Exercise brief: What is needed is an exact copy of every record.

Dataset excerpts:

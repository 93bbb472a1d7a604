//! Guard strengthening until every node of the coverability tree can reach
//! the final marking.

use std::fmt;

use dpn_ir::formula::Formula;
use dpn_ir::formula_text::serialize;
use dpn_ir::net::{DataPetriNet, TransitionId};
use dpn_smt::constraints::{ConstraintError, ConstraintSolver};
use dpn_smt::solver::SmtSolver;
use serde::Serialize;
use tracing::{debug, info, warn};

use crate::composer::ComposerChoice;
use crate::explorer::coloring::{all_green, all_red};
use crate::explorer::{
    color_tree, explore, ArcId, Color, CoveringPolicy, ExplorerOptions, StateId, StateSpace,
};
use crate::refinement::refine;

#[derive(Debug, Clone, PartialEq, Eq)]
pub struct RepairOptions {
    pub max_iterations: usize,
    /// Per exploration; `0` means unlimited.
    pub max_states: usize,
    /// Per exploration; `0` means unlimited.
    pub timeout_secs: u64,
    pub composer: ComposerChoice,
}

impl Default for RepairOptions {
    fn default() -> Self {
        Self {
            max_iterations: 16,
            max_states: 100_000,
            timeout_secs: 0,
            composer: ComposerChoice::Exact,
        }
    }
}

#[derive(Debug, Clone, Copy, PartialEq, Eq, Serialize)]
#[serde(rename_all = "snake_case")]
pub enum RepairFailure {
    /// No node of the tree reaches the final marking.
    AllRed,
    /// The coverability tree hit an exploration limit.
    PartialStateSpace,
    /// Red nodes remain but no guard could be strengthened.
    NoApplicableRepair,
}

#[derive(Debug, Clone, Copy, PartialEq, Eq, Serialize)]
#[serde(rename_all = "snake_case", tag = "verdict")]
pub enum RepairVerdict {
    /// Sound as given; the net is returned unchanged.
    AlreadySound,
    Repaired,
    Failure { reason: RepairFailure },
    BudgetExceeded,
}

impl RepairVerdict {
    pub fn is_success(self) -> bool {
        matches!(self, RepairVerdict::AlreadySound | RepairVerdict::Repaired)
    }
}

#[derive(Debug, Clone, PartialEq, Eq, Serialize)]
pub struct GuardChange {
    pub iteration: usize,
    pub transition: String,
    pub before: String,
    pub after: String,
}

#[derive(Debug, Clone, Serialize)]
pub struct RepairReport {
    pub verdict: RepairVerdict,
    pub iterations: usize,
    pub changes: Vec<GuardChange>,
    /// The repaired net on success, the last working net otherwise.
    #[serde(skip)]
    pub net: DataPetriNet,
}

impl fmt::Display for RepairReport {
    fn fmt(&self, f: &mut fmt::Formatter<'_>) -> fmt::Result {
        match self.verdict {
            RepairVerdict::AlreadySound => writeln!(f, "RESULT: ALREADY SOUND")?,
            RepairVerdict::Repaired => writeln!(f, "RESULT: REPAIRED")?,
            RepairVerdict::Failure { reason } => {
                let why = match reason {
                    RepairFailure::AllRed => "no state can reach the final marking",
                    RepairFailure::PartialStateSpace => "the coverability tree is incomplete",
                    RepairFailure::NoApplicableRepair => "no guard could be strengthened",
                };
                writeln!(f, "RESULT: REPAIR FAILED ({why})")?
            }
            RepairVerdict::BudgetExceeded => writeln!(f, "RESULT: REPAIR BUDGET EXCEEDED")?,
        }
        write!(f, "Iterations: {}", self.iterations)?;
        for change in &self.changes {
            write!(
                f,
                "\n  [{}] {}: {}  =>  {}",
                change.iteration, change.transition, change.before, change.after
            )?;
        }
        Ok(())
    }
}

pub fn repair<S: SmtSolver>(
    net: &DataPetriNet,
    solver: &mut ConstraintSolver<S>,
    options: &RepairOptions,
) -> Result<RepairReport, ConstraintError> {
    let composer = options.composer;
    let explorer_options = ExplorerOptions {
        policy: CoveringPolicy::Tree,
        silent_transitions: true,
        max_states: options.max_states,
        timeout_secs: options.timeout_secs,
    };
    let final_marking = net.final_marking();
    let mut working = net.clone();
    let mut changes = Vec::new();

    for iteration in 1..=options.max_iterations {
        info!(iteration, net = %working.name, "repair iteration");
        working = refine(&working, solver, &composer, &explorer_options)?.net;
        let mut tree = explore(&working, solver, &composer, &explorer_options)?;
        let finish = |verdict, working: DataPetriNet, changes| RepairReport {
            verdict,
            iterations: iteration,
            changes,
            net: working,
        };
        if !tree.is_full_graph() {
            warn!(iteration, "coverability tree is incomplete");
            return Ok(finish(
                RepairVerdict::Failure {
                    reason: RepairFailure::PartialStateSpace,
                },
                working,
                changes,
            ));
        }
        color_tree(&mut tree, &final_marking);

        if all_green(&tree) {
            return Ok(if changes.is_empty() {
                finish(RepairVerdict::AlreadySound, net.clone(), changes)
            } else {
                finish(RepairVerdict::Repaired, working, changes)
            });
        }
        if all_red(&tree) {
            return Ok(finish(
                RepairVerdict::Failure {
                    reason: RepairFailure::AllRed,
                },
                working,
                changes,
            ));
        }

        let before = changes.len();
        for (child, arc) in red_frontier(&tree) {
            let Some(t) = nearest_visible_transition(&working, &tree, arc) else {
                continue;
            };
            let guard = working.transitions[t].guard.clone();
            let strengthened =
                solver.simplify(&strengthened_guard(&working, t, &tree.state(child).formula))?;
            if solver.equivalent(&strengthened, &guard)? {
                continue;
            }
            debug!(
                transition = %working.transitions[t].label,
                child,
                %strengthened,
                "strengthening guard"
            );
            changes.push(GuardChange {
                iteration,
                transition: working.transitions[t].label.clone(),
                before: serialize(&guard),
                after: serialize(&strengthened),
            });
            working.set_guard(t, strengthened);
        }
        if changes.len() == before {
            warn!(iteration, "no applicable repair");
            return Ok(finish(
                RepairVerdict::Failure {
                    reason: RepairFailure::NoApplicableRepair,
                },
                working,
                changes,
            ));
        }
    }

    warn!(max = options.max_iterations, "repair budget exceeded");
    Ok(RepairReport {
        verdict: RepairVerdict::BudgetExceeded,
        iterations: options.max_iterations,
        changes,
        net: working,
    })
}

/// Red children of green parents, with the arc from the parent.
fn red_frontier(tree: &StateSpace) -> Vec<(StateId, ArcId)> {
    tree.states()
        .iter()
        .filter(|s| s.color == Some(Color::Red))
        .filter_map(|s| {
            let (parent, arc) = s.parent?;
            (tree.state(parent).color == Some(Color::Green)).then_some((s.id, arc))
        })
        .collect()
}

/// The transition of the nearest non-silent arc at or above `arc`.
fn nearest_visible_transition(
    net: &DataPetriNet,
    tree: &StateSpace,
    arc: ArcId,
) -> Option<TransitionId> {
    let mut current = tree.arc(arc);
    loop {
        if !current.silent && !net.transitions[current.transition].is_silent {
            return Some(current.transition);
        }
        let (_, up) = tree.state(current.source).parent?;
        current = tree.arc(up);
    }
}

/// `guard(t) && !state`, with the variables `t` writes read off its
/// write-tagged instances.
fn strengthened_guard(net: &DataPetriNet, t: TransitionId, state: &Formula) -> Formula {
    let phi = state.reads_to_writes(&net.written_variables(t));
    net.transitions[t].guard.conjoin(&phi.negate())
}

Task solution:
repository 93bbb472a1d7a604
//! Guard strengthening until every node of the coverability tree can reach
//! the final marking.

use std::fmt;

use dpn_ir::formula::Formula;
use dpn_ir::formula_text::serialize;
use dpn_ir::net::{DataPetriNet, TransitionId};
use dpn_smt::constraints::{ConstraintError, ConstraintSolver};
use dpn_smt::solver::SmtSolver;
use serde::Serialize;
use tracing::{debug, info, warn};

use crate::composer::ComposerChoice;
use crate::explorer::coloring::{all_green, all_red};
use crate::explorer::{
    color_tree, explore, ArcId, Color, CoveringPolicy, ExplorerOptions, StateId, StateSpace,
};
use crate::refinement::refine;

#[derive(Debug, Clone, PartialEq, Eq)]
pub struct RepairOptions {
    pub max_iterations: usize,
    /// Per exploration; `0` means unlimited.
    pub max_states: usize,
    /// Per exploration; `0` means unlimited.
    pub timeout_secs: u64,
    pub composer: ComposerChoice,
}

impl Default for RepairOptions {
    fn default() -> Self {
        Self {
            max_iterations: 16,
            max_states: 100_000,
            timeout_secs: 0,
            composer: ComposerChoice::Exact,
        }
    }
}

#[derive(Debug, Clone, Copy, PartialEq, Eq, Serialize)]
#[serde(rename_all = "snake_case")]
pub enum RepairFailure {
    /// No node of the tree reaches the final marking.
    AllRed,
    /// The coverability tree hit an exploration limit.
    PartialStateSpace,
    /// Red nodes remain but no guard could be strengthened.
    NoApplicableRepair,
}

#[derive(Debug, Clone, Copy, PartialEq, Eq, Serialize)]
#[serde(rename_all = "snake_case", tag = "verdict")]
pub enum RepairVerdict {
    /// Sound as given; the net is returned unchanged.
    AlreadySound,
    Repaired,
    Failure { reason: RepairFailure },
    BudgetExceeded,
}

impl RepairVerdict {
    pub fn is_success(self) -> bool {
        matches!(self, RepairVerdict::AlreadySound | RepairVerdict::Repaired)
    }
}

#[derive(Debug, Clone, PartialEq, Eq, Serialize)]
pub struct GuardChange {
    pub iteration: usize,
    pub transition: String,
    pub before: String,
    pub after: String,
}

#[derive(Debug, Clone, Serialize)]
pub struct RepairReport {
    pub verdict: RepairVerdict,
    pub iterations: usize,
    pub changes: Vec<GuardChange>,
    /// The repaired net on success, the last working net otherwise.
    #[serde(skip)]
    pub net: DataPetriNet,
}

impl fmt::Display for RepairReport {
    fn fmt(&self, f: &mut fmt::Formatter<'_>) -> fmt::Result {
        match self.verdict {
            RepairVerdict::AlreadySound => writeln!(f, "RESULT: ALREADY SOUND")?,
            RepairVerdict::Repaired => writeln!(f, "RESULT: REPAIRED")?,
            RepairVerdict::Failure { reason } => {
                let why = match reason {
                    RepairFailure::AllRed => "no state can reach the final marking",
                    RepairFailure::PartialStateSpace => "the coverability tree is incomplete",
                    RepairFailure::NoApplicableRepair => "no guard could be strengthened",
                };
                writeln!(f, "RESULT: REPAIR FAILED ({why})")?
            }
            RepairVerdict::BudgetExceeded => writeln!(f, "RESULT: REPAIR BUDGET EXCEEDED")?,
        }
        write!(f, "Iterations: {}", self.iterations)?;
        for change in &self.changes {
            write!(
                f,
                "\n  [{}] {}: {}  =>  {}",
                change.iteration, change.transition, change.before, change.after
            )?;
        }
        Ok(())
    }
}

pub fn repair<S: SmtSolver>(
    net: &DataPetriNet,
    solver: &mut ConstraintSolver<S>,
    options: &RepairOptions,
) -> Result<RepairReport, ConstraintError> {
    let composer = options.composer;
    let explorer_options = ExplorerOptions {
        policy: CoveringPolicy::Tree,
        silent_transitions: true,
        max_states: options.max_states,
        timeout_secs: options.timeout_secs,
    };
    let final_marking = net.final_marking();
    let mut working = net.clone();
    let mut changes = Vec::new();

    for iteration in 1..=options.max_iterations {
        info!(iteration, net = %working.name, "repair iteration");
        working = refine(&working, solver, &composer, &explorer_options)?.net;
        let mut tree = explore(&working, solver, &composer, &explorer_options)?;
        let finish = |verdict, working: DataPetriNet, changes| RepairReport {
            verdict,
            iterations: iteration,
            changes,
            net: working,
        };
        if !tree.is_full_graph() {
            warn!(iteration, "coverability tree is incomplete");
            return Ok(finish(
                RepairVerdict::Failure {
                    reason: RepairFailure::PartialStateSpace,
                },
                working,
                changes,
            ));
        }
        color_tree(&mut tree, &final_marking);

        if all_green(&tree) {
            return Ok(if changes.is_empty() {
                finish(RepairVerdict::AlreadySound, net.clone(), changes)
            } else {
                finish(RepairVerdict::Repaired, working, changes)
            });
        }
        if all_red(&tree) {
            return Ok(finish(
                RepairVerdict::Failure {
                    reason: RepairFailure::AllRed,
                },
                working,
                changes,
            ));
        }

        let before = changes.len();
        for (child, arc) in red_frontier(&tree) {
            let Some(t) = nearest_visible_transition(&working, &tree, arc) else {
                continue;
            };
            let guard = working.transitions[t].guard.clone();
            let strengthened =
                solver.simplify(&strengthened_guard(&working, t, &tree.state(child).formula))?;
            if solver.equivalent(&strengthened, &guard)? {
                continue;
            }
            debug!(
                transition = %working.transitions[t].label,
                child,
                %strengthened,
                "strengthening guard"
            );
            changes.push(GuardChange {
                iteration,
                transition: working.transitions[t].label.clone(),
                before: serialize(&guard),
                after: serialize(&strengthened),
            });
            working.set_guard(t, strengthened);
        }
        if changes.len() == before {
            warn!(iteration, "no applicable repair");
            return Ok(finish(
                RepairVerdict::Failure {
                    reason: RepairFailure::NoApplicableRepair,
                },
                working,
                changes,
            ));
        }
    }

    warn!(max = options.max_iterations, "repair budget exceeded");
    Ok(RepairReport {
        verdict: RepairVerdict::BudgetExceeded,
        iterations: options.max_iterations,
        changes,
        net: working,
    })
}

/// Red children of green parents, with the arc from the parent.
fn red_frontier(tree: &StateSpace) -> Vec<(StateId, ArcId)> {
    tree.states()
        .iter()
        .filter(|s| s.color == Some(Color::Red))
        .filter_map(|s| {
            let (parent, arc) = s.parent?;
            (tree.state(parent).color == Some(Color::Green)).then_some((s.id, arc))
        })
        .collect()
}

/// The transition of the nearest non-silent arc at or above `arc`.
fn nearest_visible_transition(
    net: &DataPetriNet,
    tree: &StateSpace,
    arc: ArcId,
) -> Option<TransitionId> {
    let mut current = tree.arc(arc);
    loop {
        if !current.silent && !net.transitions[current.transition].is_silent {
            return Some(current.transition);
        }
        let (_, up) = tree.state(current.source).parent?;
        current = tree.arc(up);
    }
}

/// `guard(t) && !state`, with the variables `t` writes read off its
/// write-tagged instances.
fn strengthened_guard(net: &DataPetriNet, t: TransitionId, state: &Formula) -> Formula {
    let phi = state.reads_to_writes(&net.written_variables(t));
    net.transitions[t].guard.conjoin(&phi.negate())
}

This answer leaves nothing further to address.